[Stored items]
········
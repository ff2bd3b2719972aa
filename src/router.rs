//! Tier selection: internal index first, web fallback when it is not confident.
//!
//! ```text
//! Start -> InternalAttempted -> AcceptInternal -> Done
//!                            \-> WebAttempted  -> Done
//! ```
//!
//! Errors from either tier end the request. An internal failure is never
//! mistaken for low confidence.

use std::sync::Arc;

use crate::errors::ErrorKind;
use crate::rerank::rerank;
use crate::semantic::{InternalSearchService, SemanticSearchError, MAX_K};
use crate::types::{Evidence, EvidenceItem, EvidenceSource, SearchHit};
use crate::web::{SearchProviderError, WebRetriever};

#[derive(Debug, Clone, Copy, PartialEq, Eq)]
pub enum RouteState {
    Start,
    InternalAttempted,
    AcceptInternal,
    WebAttempted,
    Done,
}

#[derive(Debug, thiserror::Error)]
pub enum RouterError {
    #[error("Query is empty")]
    EmptyQuery,

    #[error("Invalid argument: {0}")]
    InvalidArgument(String),

    #[error("Internal search failed: {0}")]
    Internal(#[from] SemanticSearchError),

    #[error("Web search failed: {0}")]
    Web(#[from] SearchProviderError),
}

impl RouterError {
    pub fn kind(&self) -> ErrorKind {
        match self {
            RouterError::EmptyQuery | RouterError::InvalidArgument(_) => ErrorKind::Validation,
            RouterError::Internal(e) => e.kind(),
            RouterError::Web(e) => e.kind(),
        }
    }
}

pub struct Router {
    internal: Arc<InternalSearchService>,
    web: WebRetriever,
    /// Internal top score must be strictly above this
    threshold: f32,
}

impl Router {
    pub fn new(internal: Arc<InternalSearchService>, web: WebRetriever, threshold: f32) -> Self {
        Self {
            internal,
            web,
            threshold,
        }
    }

    pub fn threshold(&self) -> f32 {
        self.threshold
    }

    pub fn internal(&self) -> &InternalSearchService {
        &self.internal
    }

    /// Best evidence for `query` and the tier it came from.
    pub fn get_answer(&self, query: &str, k: usize, max_chars: usize) -> Result<Evidence, RouterError> {
        let query = validate(query, k)?;
        validate_max_chars(max_chars)?;

        let mut state = RouteState::Start;

        let internal: Vec<EvidenceItem> = self
            .internal
            .search(query, k)?
            .into_iter()
            .map(EvidenceItem::from)
            .collect();
        state = transition(state, RouteState::InternalAttempted);

        let internal = rerank(internal, query, k);
        let top = internal.first().and_then(|r| r.score);

        if top.is_some_and(|score| score > self.threshold) {
            state = transition(state, RouteState::AcceptInternal);
            log::info!("answering from internal index top={top:?} results={}", internal.len());
            transition(state, RouteState::Done);
            return Ok(Evidence {
                source: EvidenceSource::Internal,
                results: internal,
            });
        }

        log::info!(
            "internal top={top:?} not above threshold={}, falling back to web",
            self.threshold
        );
        let web = self.web.retrieve(query, k, max_chars)?;
        state = transition(state, RouteState::WebAttempted);

        let web = rerank(web, query, k);
        log::info!("answering from web results={}", web.len());
        transition(state, RouteState::Done);

        Ok(Evidence {
            source: EvidenceSource::Web,
            results: web,
        })
    }

    /// Internal tier only, no reranking.
    pub fn search_internal(&self, query: &str, k: usize) -> Result<Vec<SearchHit>, RouterError> {
        let query = validate(query, k)?;
        Ok(self.internal.search(query, k)?)
    }

    /// Web tier only, reranked.
    pub fn search_web(&self, query: &str, k: usize, max_chars: usize) -> Result<Vec<EvidenceItem>, RouterError> {
        let query = validate(query, k)?;
        validate_max_chars(max_chars)?;
        let items = self.web.retrieve(query, k, max_chars)?;
        Ok(rerank(items, query, k))
    }
}

fn validate(query: &str, k: usize) -> Result<&str, RouterError> {
    let query = query.trim();
    if query.is_empty() {
        return Err(RouterError::EmptyQuery);
    }
    if k == 0 {
        return Err(RouterError::InvalidArgument("k must be greater than 0".to_string()));
    }
    if k > MAX_K {
        return Err(RouterError::InvalidArgument(format!("k must be at most {MAX_K}")));
    }
    Ok(query)
}

fn validate_max_chars(max_chars: usize) -> Result<(), RouterError> {
    if max_chars == 0 {
        return Err(RouterError::InvalidArgument("max_chars must be greater than 0".to_string()));
    }
    Ok(())
}

fn transition(from: RouteState, to: RouteState) -> RouteState {
    log::debug!("route {from:?} -> {to:?}");
    to
}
········
**Task item**
Write the entries out again exactly.

**Solution for this problem**
repository ff2bd3b2719972aa
filename src/router.rs
//! Tier selection: internal index first, web fallback when it is not confident.
//!
//! ```text
//! Start -> InternalAttempted -> AcceptInternal -> Done
//!                            \-> WebAttempted  -> Done
//! ```
//!
//! Errors from either tier end the request. An internal failure is never
//! mistaken for low confidence.

use std::sync::Arc;

use crate::errors::ErrorKind;
use crate::rerank::rerank;
use crate::semantic::{InternalSearchService, SemanticSearchError, MAX_K};
use crate::types::{Evidence, EvidenceItem, EvidenceSource, SearchHit};
use crate::web::{SearchProviderError, WebRetriever};

#[derive(Debug, Clone, Copy, PartialEq, Eq)]
pub enum RouteState {
    Start,
    InternalAttempted,
    AcceptInternal,
    WebAttempted,
    Done,
}

#[derive(Debug, thiserror::Error)]
pub enum RouterError {
    #[error("Query is empty")]
    EmptyQuery,

    #[error("Invalid argument: {0}")]
    InvalidArgument(String),

    #[error("Internal search failed: {0}")]
    Internal(#[from] SemanticSearchError),

    #[error("Web search failed: {0}")]
    Web(#[from] SearchProviderError),
}

impl RouterError {
    pub fn kind(&self) -> ErrorKind {
        match self {
            RouterError::EmptyQuery | RouterError::InvalidArgument(_) => ErrorKind::Validation,
            RouterError::Internal(e) => e.kind(),
            RouterError::Web(e) => e.kind(),
        }
    }
}

pub struct Router {
    internal: Arc<InternalSearchService>,
    web: WebRetriever,
    /// Internal top score must be strictly above this
    threshold: f32,
}

impl Router {
    pub fn new(internal: Arc<InternalSearchService>, web: WebRetriever, threshold: f32) -> Self {
        Self {
            internal,
            web,
            threshold,
        }
    }

    pub fn threshold(&self) -> f32 {
        self.threshold
    }

    pub fn internal(&self) -> &InternalSearchService {
        &self.internal
    }

    /// Best evidence for `query` and the tier it came from.
    pub fn get_answer(&self, query: &str, k: usize, max_chars: usize) -> Result<Evidence, RouterError> {
        let query = validate(query, k)?;
        validate_max_chars(max_chars)?;

        let mut state = RouteState::Start;

        let internal: Vec<EvidenceItem> = self
            .internal
            .search(query, k)?
            .into_iter()
            .map(EvidenceItem::from)
            .collect();
        state = transition(state, RouteState::InternalAttempted);

        let internal = rerank(internal, query, k);
        let top = internal.first().and_then(|r| r.score);

        if top.is_some_and(|score| score > self.threshold) {
            state = transition(state, RouteState::AcceptInternal);
            log::info!("answering from internal index top={top:?} results={}", internal.len());
            transition(state, RouteState::Done);
            return Ok(Evidence {
                source: EvidenceSource::Internal,
                results: internal,
            });
        }

        log::info!(
            "internal top={top:?} not above threshold={}, falling back to web",
            self.threshold
        );
        let web = self.web.retrieve(query, k, max_chars)?;
        state = transition(state, RouteState::WebAttempted);

        let web = rerank(web, query, k);
        log::info!("answering from web results={}", web.len());
        transition(state, RouteState::Done);

        Ok(Evidence {
            source: EvidenceSource::Web,
            results: web,
        })
    }

    /// Internal tier only, no reranking.
    pub fn search_internal(&self, query: &str, k: usize) -> Result<Vec<SearchHit>, RouterError> {
        let query = validate(query, k)?;
        Ok(self.internal.search(query, k)?)
    }

    /// Web tier only, reranked.
    pub fn search_web(&self, query: &str, k: usize, max_chars: usize) -> Result<Vec<EvidenceItem>, RouterError> {
        let query = validate(query, k)?;
        validate_max_chars(max_chars)?;
        let items = self.web.retrieve(query, k, max_chars)?;
        Ok(rerank(items, query, k))
    }
}

fn validate(query: &str, k: usize) -> Result<&str, RouterError> {
    let query = query.trim();
    if query.is_empty() {
        return Err(RouterError::EmptyQuery);
    }
    if k == 0 {
        return Err(RouterError::InvalidArgument("k must be greater than 0".to_string()));
    }
    if k > MAX_K {
        return Err(RouterError::InvalidArgument(format!("k must be at most {MAX_K}")));
    }
    Ok(query)
}

fn validate_max_chars(max_chars: usize) -> Result<(), RouterError> {
    if max_chars == 0 {
        return Err(RouterError::InvalidArgument("max_chars must be greater than 0".to_string()));
    }
    Ok(())
}

fn transition(from: RouteState, to: RouteState) -> RouteState {
    log::debug!("route {from:?} -> {to:?}");
    to
}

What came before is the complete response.